Танкмар с криком проснулся. Со старых лип, возвышавшихся над ним, сорвалась стая ворон и поднялась в бледное небо. Всего лишь сон. Он попытался вспомнить, что ему снилось, прежде чем реальность накроет его, словно земля свежую могилу. Там были всадники, франки с оружием. Он закрыл глаза, чтобы лучше рассмотреть этих призраков. Хутор выглядел уже по-другому, но это было селение, которое он называл своей родиной. Это было после последней битвы возле Сигибурга. Воины франков скакали верхом на лошадях вдоль Везера от села к селу, взимая дань с побежденных. Рабы. Он еще чувствовал колючую веревку на шее и бедрах, слышал плач женщин, видел упрямые лица мужчин. Один из франков загнал его связанному отцу копье так глубоко в живот, что оттуда можно было вынимать кишки руками. Отец Танкмара умер без боя, как трус. Вальгалла осталась закрытой для него, и теперь ему придется бродить призраком во снах тех, кто остался в живых.
Танкмар содрогнулся, вскочил на ноги и стряхнул с себя страшный сон. Однако неприятное чувство осталось. Его отец был эделингом [49]. Он сам, Танкмар, мог бы вести жизнь отпрыска княжеского рода саксов. Однако копье какого-то франка лишило его наследства. И сделало рабом.
Исаак на рассвете отправился на разведку и приказал ждать его здесь. Время тянулось мучительно медленно. Чтобы не заснуть, он сидел на корточках на берегу и дудел на стеблях травы или бросал мелкие камешки по воде так, чтобы они затанцевали. Осеннее солнце подарило комарам еще пару теплых дней для выведения последнего потомства. «Как странно, – подумал Танкмар, – совсем недавно весь мир был погружен в снег».
Ему вспомнился спуск по снежному склону. То, что он раньше принял за прыжок навстречу смерти, в конце концов даже доставило ему удовольствие. Разлетающийся во все стороны, словно брызги, снег, когда он бил его пятками, наслаждение от того, что ему еще раз удалось оставить Масрука аль-Атара в дураках, и недолгое чувство свободы. У подножья каменной насыпи его стремительный спуск закончился. У Исаака осталось несколько синяков, ссадина на спинке носа, но он ни слова о том не сказал, лишь промокнул грязь с расцарапанной кожи.

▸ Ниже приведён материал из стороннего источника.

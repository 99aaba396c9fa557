//! In-memory provider and list sync shared by the integration tests.

#![allow(dead_code)]

use std::collections::HashMap;
use std::sync::{Arc, Mutex};

use async_trait::async_trait;
use shiori::clients::{ListSync, MediaProvider, ProviderError, RemoteListEntry};
use shiori::config::Config;
use shiori::domain::{AnimeId, WatchStatus};
use shiori::models::{MediaSummary, MediaWithRelations};
use shiori::state::SharedState;

pub fn media(id: i32, title: &str, episodes: Option<u32>) -> MediaSummary {
    MediaSummary {
        id: AnimeId::new(id),
        title: title.to_string(),
        title_english: None,
        title_japanese: None,
        episodes,
    }
}

#[derive(Default)]
pub struct FakeProvider {
    pub nodes: HashMap<AnimeId, MediaWithRelations>,
    /// Search results keyed by the lowercased query title.
    pub search_results: HashMap<String, Vec<MediaSummary>>,
    pub fail_search: bool,
}

impl FakeProvider {
    pub fn add_node(
        &mut self,
        media: MediaSummary,
        prequel: Option<i32>,
        sequel: Option<i32>,
    ) -> &mut Self {
        self.nodes.insert(
            media.id,
            MediaWithRelations {
                media,
                prequel_id: prequel.map(AnimeId::new),
                sequel_id: sequel.map(AnimeId::new),
            },
        );
        self
    }

    pub fn add_search(&mut self, query: &str, results: Vec<MediaSummary>) -> &mut Self {
        self.search_results.insert(query.to_lowercase(), results);
        self
    }
}

#[async_trait]
impl MediaProvider for FakeProvider {
    async fn get_media_relations(
        &self,
        id: AnimeId,
    ) -> Result<MediaWithRelations, ProviderError> {
        self.nodes.get(&id).cloned().ok_or(ProviderError::NotFound(id))
    }

    async fn search_by_title(
        &self,
        query: &str,
        _season_hint: Option<u32>,
    ) -> Result<Vec<MediaSummary>, ProviderError> {
        if self.fail_search {
            return Err(ProviderError::Network("connection refused".to_string()));
        }
        Ok(self
            .search_results
            .get(&query.to_lowercase())
            .cloned()
            .unwrap_or_default())
    }
}

#[derive(Default)]
pub struct RecordingSync {
    pub updates: Mutex<Vec<(AnimeId, u32, WatchStatus)>>,
    pub remote_list: Vec<RemoteListEntry>,
}

#[async_trait]
impl ListSync for RecordingSync {
    async fn update_progress(
        &self,
        id: AnimeId,
        progress: u32,
        status: WatchStatus,
        _episode_hint: Option<u32>,
    ) -> Result<(), ProviderError> {
        self.updates.lock().unwrap().push((id, progress, status));
        Ok(())
    }

    async fn fetch_list(&self, _user_name: &str) -> Result<Vec<RemoteListEntry>, ProviderError> {
        Ok(self.remote_list.clone())
    }
}

pub fn test_config() -> Config {
    let mut config = Config::default();
    config.general.database_path = "sqlite::memory:".to_string();
    config.watcher.enabled = false;
    config.observability.metrics_enabled = false;
    config
}

pub async fn spawn_state(provider: FakeProvider) -> Arc<SharedState> {
    let state = SharedState::with_clients(
        test_config(),
        Arc::new(provider),
        Arc::new(RecordingSync::default()),
    )
    .await
    .expect("Failed to create shared state");
    Arc::new(state)
}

Воспоминания о ночном кошмаре и скука выводили Танкмара из себя. Вскоре он уже не искал плоские камешки, которые прыгали раз-два-три-четыре-пять раз по воде, а большие камни. Он швырял их в воду до тех пор, пока у него не заболели плечи, и со злостью смотрел, как они шлепались в воду. Он ходил по берегу взад-вперед. Чего он ждал? Там, на севере, была его родина. Если он все устроит как надо, то через две или три новых луны он сможет уже быть в Хадулоа.
Где же пропадал Исаак? Как долго его не было! С помощью клепсидры он мог бы определить время, однако аппарат остался на перевале, вместе с лошадьми, провиантом, Гислой и Абулом Аббасом. Была бы его воля, они кратчайшим путем отправились бы назад на Мон-Сенис, чтобы собрать то, что пощадил огонь.
С наступлением ночи Исаак вернулся. Он проигнорировал язвительные замечания сакса и пространно изложил новости Танкмару.
Берта и двор предположительно развернулись на север и сейчас находятся на пути в Аахен. Если бы обоз франков направился на юг, такая тысячеголовая процессия непременно оставила бы на местности следы, которых невозможно было бы не увидеть. Однако Исаак не обнаружил ничего подобного, и единственными людьми, которых он встретил, были два тупых плотогона, отдыхавших на берегу и занимавшихся тремя фазанами. Правда, они не сообщили ему ничего сверхъестественного, однако изъявили готовность поменять свой самый маленький плот и одну из птиц на два золотых солидуса.